= Data to process =

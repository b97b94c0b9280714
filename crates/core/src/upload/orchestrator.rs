//! Fans every uploaded file out to all transports and joins the results.
//!
//! ```text
//! FileBegin ──> create_artifact on every transport (first = reporting)
//! FileComplete ──> validate ──┬─ rejected: fail reporting artifact, drop temp
//!                             └─ accepted: spawn store task
//!                                  ├─ reporting.store ──> oneshot ──> caller
//!                                  ├─ shadow.store ...   (awaited by the task)
//!                                  └─ remove temp file once all settled
//! StreamEnd / Aborted ──> await every reporting result ──> UploadOutcome
//! ```

use std::io::ErrorKind;
use std::path::{Path, PathBuf};
use std::sync::Arc;

use futures::future::join_all;
use futures::{Stream, StreamExt};
use tokio::sync::oneshot;
use tokio::task::JoinHandle;
use tracing::{debug, info, warn};

use super::error::UploadError;
use super::events::UploadEvent;
use super::policy::UploadPolicy;
use crate::artifact::{Artifact, FormFields, RawUpload};
use crate::context::RequestContext;
use crate::naming::sanitize;
use crate::transport::{StorageError, Transport};

/// Form field naming the page the client wants to be sent to afterwards.
pub const REDIRECT_FIELD: &str = "redirect";

const INCOMPLETE: &str = "File upload incomplete";
const TASK_LOST: &str = "Storage task stopped unexpectedly";

/// How the inbound stream ended.
#[derive(Debug, Clone, Copy, PartialEq, Eq)]
pub enum UploadStatus {
    /// The body was fully received.
    Completed,
    /// The client went away; only settled files are reported.
    Aborted,
}

/// Store tasks still running for shadow transports.
///
/// Dropping the set detaches the tasks; they still run to completion.
#[derive(Debug, Default)]
pub struct MirrorSet {
    tasks: Vec<JoinHandle<()>>,
}

impl MirrorSet {
    /// Number of store tasks.
    #[must_use]
    pub fn len(&self) -> usize {
        self.tasks.len()
    }

    /// True when no file was stored.
    #[must_use]
    pub fn is_empty(&self) -> bool {
        self.tasks.is_empty()
    }

    /// Waits until every transport settled and every temp file is gone.
    pub async fn wait(self) {
        for task in self.tasks {
            if let Err(err) = task.await {
                warn!(error = %err, "Store task failed");
            }
        }
    }
}

/// Result of one upload request.
#[derive(Debug)]
pub struct UploadOutcome {
    /// Reporting artifacts, one per file, in arrival order.
    pub files: Vec<Artifact>,
    /// Value of the `redirect` form field.
    pub redirect: Option<String>,
    /// How the inbound stream ended.
    pub status: UploadStatus,
    /// Background work of shadow transports.
    pub mirrors: MirrorSet,
}

/// Entry point of the pipeline: uploads, listing and deletion across all transports.
pub struct UploadService {
    reporting: Arc<dyn Transport>,
    shadows: Vec<Arc<dyn Transport>>,
    policy: UploadPolicy,
}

= Brief =
Return all the data exactly as given.

= Result of the task =
repository b97b94c0b9280714
filename crates/core/src/upload/orchestrator.rs
//! Fans every uploaded file out to all transports and joins the results.
//!
//! ```text
//! FileBegin ──> create_artifact on every transport (first = reporting)
//! FileComplete ──> validate ──┬─ rejected: fail reporting artifact, drop temp
//!                             └─ accepted: spawn store task
//!                                  ├─ reporting.store ──> oneshot ──> caller
//!                                  ├─ shadow.store ...   (awaited by the task)
//!                                  └─ remove temp file once all settled
//! StreamEnd / Aborted ──> await every reporting result ──> UploadOutcome
//! ```

use std::io::ErrorKind;
use std::path::{Path, PathBuf};
use std::sync::Arc;

use futures::future::join_all;
use futures::{Stream, StreamExt};
use tokio::sync::oneshot;
use tokio::task::JoinHandle;
use tracing::{debug, info, warn};

use super::error::UploadError;
use super::events::UploadEvent;
use super::policy::UploadPolicy;
use crate::artifact::{Artifact, FormFields, RawUpload};
use crate::context::RequestContext;
use crate::naming::sanitize;
use crate::transport::{StorageError, Transport};

/// Form field naming the page the client wants to be sent to afterwards.
pub const REDIRECT_FIELD: &str = "redirect";

const INCOMPLETE: &str = "File upload incomplete";
const TASK_LOST: &str = "Storage task stopped unexpectedly";

/// How the inbound stream ended.
#[derive(Debug, Clone, Copy, PartialEq, Eq)]
pub enum UploadStatus {
    /// The body was fully received.
    Completed,
    /// The client went away; only settled files are reported.
    Aborted,
}

/// Store tasks still running for shadow transports.
///
/// Dropping the set detaches the tasks; they still run to completion.
#[derive(Debug, Default)]
pub struct MirrorSet {
    tasks: Vec<JoinHandle<()>>,
}

impl MirrorSet {
    /// Number of store tasks.
    #[must_use]
    pub fn len(&self) -> usize {
        self.tasks.len()
    }

    /// True when no file was stored.
    #[must_use]
    pub fn is_empty(&self) -> bool {
        self.tasks.is_empty()
    }

    /// Waits until every transport settled and every temp file is gone.
    pub async fn wait(self) {
        for task in self.tasks {
            if let Err(err) = task.await {
                warn!(error = %err, "Store task failed");
            }
        }
    }
}

/// Result of one upload request.
#[derive(Debug)]
pub struct UploadOutcome {
    /// Reporting artifacts, one per file, in arrival order.
    pub files: Vec<Artifact>,
    /// Value of the `redirect` form field.
    pub redirect: Option<String>,
    /// How the inbound stream ended.
    pub status: UploadStatus,
    /// Background work of shadow transports.
    pub mirrors: MirrorSet,
}

/// Entry point of the pipeline: uploads, listing and deletion across all transports.
pub struct UploadService {
    reporting: Arc<dyn Transport>,
    shadows: Vec<Arc<dyn Transport>>,
    policy: UploadPolicy,
}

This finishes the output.